*TASK OBJECTIVE*: As you look over the data below, please find each line where the word "including" appears, then copy it.

*Excerpts from a dataset*:
###

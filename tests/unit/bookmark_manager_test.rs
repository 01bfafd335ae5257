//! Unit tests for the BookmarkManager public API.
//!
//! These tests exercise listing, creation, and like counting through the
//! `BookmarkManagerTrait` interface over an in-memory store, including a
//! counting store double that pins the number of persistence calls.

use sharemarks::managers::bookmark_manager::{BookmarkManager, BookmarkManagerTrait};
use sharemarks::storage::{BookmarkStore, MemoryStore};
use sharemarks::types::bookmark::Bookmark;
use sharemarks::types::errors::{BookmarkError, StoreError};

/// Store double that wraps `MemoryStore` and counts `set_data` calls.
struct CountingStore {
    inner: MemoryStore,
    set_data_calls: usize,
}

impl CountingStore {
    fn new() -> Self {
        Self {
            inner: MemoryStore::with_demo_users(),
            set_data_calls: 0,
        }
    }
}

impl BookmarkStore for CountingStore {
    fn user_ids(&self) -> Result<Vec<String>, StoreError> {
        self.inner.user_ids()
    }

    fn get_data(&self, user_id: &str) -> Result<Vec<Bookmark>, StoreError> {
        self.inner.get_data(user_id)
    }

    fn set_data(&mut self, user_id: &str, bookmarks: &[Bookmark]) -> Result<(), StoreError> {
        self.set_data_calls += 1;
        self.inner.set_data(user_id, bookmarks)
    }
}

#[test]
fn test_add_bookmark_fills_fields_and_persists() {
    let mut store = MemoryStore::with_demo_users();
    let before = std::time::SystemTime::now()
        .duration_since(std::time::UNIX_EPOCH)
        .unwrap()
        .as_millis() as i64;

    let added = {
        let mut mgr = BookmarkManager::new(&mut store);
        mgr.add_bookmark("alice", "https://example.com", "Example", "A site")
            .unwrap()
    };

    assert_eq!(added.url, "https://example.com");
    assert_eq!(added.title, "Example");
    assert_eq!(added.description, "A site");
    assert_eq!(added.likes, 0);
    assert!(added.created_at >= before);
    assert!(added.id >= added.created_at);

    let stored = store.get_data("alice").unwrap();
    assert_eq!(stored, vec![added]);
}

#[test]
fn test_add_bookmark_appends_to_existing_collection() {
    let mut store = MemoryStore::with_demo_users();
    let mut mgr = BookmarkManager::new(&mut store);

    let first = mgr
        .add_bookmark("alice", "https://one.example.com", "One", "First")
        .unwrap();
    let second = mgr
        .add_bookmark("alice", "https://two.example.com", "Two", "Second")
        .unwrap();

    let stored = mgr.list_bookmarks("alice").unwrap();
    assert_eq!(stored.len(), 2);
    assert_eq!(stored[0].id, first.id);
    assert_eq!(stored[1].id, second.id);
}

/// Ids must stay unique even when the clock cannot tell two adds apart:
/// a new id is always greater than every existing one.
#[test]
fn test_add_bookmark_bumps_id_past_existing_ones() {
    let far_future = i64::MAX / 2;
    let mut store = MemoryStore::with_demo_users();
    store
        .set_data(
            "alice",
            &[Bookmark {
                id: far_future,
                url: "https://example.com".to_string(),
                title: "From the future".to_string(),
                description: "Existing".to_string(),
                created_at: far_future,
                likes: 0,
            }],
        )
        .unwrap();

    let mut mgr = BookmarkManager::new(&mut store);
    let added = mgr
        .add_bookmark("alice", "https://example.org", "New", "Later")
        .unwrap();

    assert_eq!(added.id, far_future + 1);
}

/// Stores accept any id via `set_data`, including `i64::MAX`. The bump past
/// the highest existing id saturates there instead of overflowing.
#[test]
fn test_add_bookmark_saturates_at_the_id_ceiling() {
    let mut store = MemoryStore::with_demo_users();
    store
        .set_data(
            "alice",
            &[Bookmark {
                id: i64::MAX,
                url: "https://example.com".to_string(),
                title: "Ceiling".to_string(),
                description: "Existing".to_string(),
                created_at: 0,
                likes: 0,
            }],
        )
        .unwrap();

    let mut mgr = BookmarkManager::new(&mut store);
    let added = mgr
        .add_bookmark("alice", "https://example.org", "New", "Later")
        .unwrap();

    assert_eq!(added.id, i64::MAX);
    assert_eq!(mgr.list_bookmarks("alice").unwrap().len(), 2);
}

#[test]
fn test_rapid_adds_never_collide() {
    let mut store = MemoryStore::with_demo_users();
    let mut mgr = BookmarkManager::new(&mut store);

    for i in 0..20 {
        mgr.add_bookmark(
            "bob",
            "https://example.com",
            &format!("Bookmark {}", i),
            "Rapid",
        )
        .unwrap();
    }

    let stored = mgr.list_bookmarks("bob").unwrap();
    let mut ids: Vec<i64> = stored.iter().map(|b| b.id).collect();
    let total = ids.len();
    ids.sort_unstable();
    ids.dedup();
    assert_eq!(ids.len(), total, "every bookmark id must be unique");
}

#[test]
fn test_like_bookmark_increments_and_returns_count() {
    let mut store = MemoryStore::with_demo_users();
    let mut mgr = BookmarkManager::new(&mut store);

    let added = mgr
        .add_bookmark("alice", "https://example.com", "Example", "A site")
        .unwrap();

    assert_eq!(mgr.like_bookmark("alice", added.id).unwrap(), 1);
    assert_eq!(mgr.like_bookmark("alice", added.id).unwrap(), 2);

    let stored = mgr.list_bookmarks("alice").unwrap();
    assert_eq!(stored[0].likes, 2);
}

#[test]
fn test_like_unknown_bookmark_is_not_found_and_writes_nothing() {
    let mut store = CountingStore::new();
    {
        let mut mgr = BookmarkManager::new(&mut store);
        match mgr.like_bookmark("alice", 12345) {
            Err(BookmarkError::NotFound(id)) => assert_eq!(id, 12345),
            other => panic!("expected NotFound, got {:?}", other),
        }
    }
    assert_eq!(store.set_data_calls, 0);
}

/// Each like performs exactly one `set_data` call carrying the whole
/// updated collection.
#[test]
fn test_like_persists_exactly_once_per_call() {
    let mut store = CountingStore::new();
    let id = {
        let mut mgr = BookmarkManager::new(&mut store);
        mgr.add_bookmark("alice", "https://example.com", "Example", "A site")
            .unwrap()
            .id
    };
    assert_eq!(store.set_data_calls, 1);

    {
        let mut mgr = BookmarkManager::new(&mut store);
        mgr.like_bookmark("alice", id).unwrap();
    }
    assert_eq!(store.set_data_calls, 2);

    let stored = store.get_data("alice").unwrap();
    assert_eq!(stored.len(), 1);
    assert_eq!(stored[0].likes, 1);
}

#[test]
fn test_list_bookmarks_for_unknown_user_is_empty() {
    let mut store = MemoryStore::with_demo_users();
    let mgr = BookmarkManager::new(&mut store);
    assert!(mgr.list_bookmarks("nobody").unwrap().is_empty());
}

###

*PROBLEM SOLUTION*:
//! `BookmarkManagerTrait` interface over an in-memory store, including a
/// Stores accept any id via `set_data`, including `i64::MAX`. The bump past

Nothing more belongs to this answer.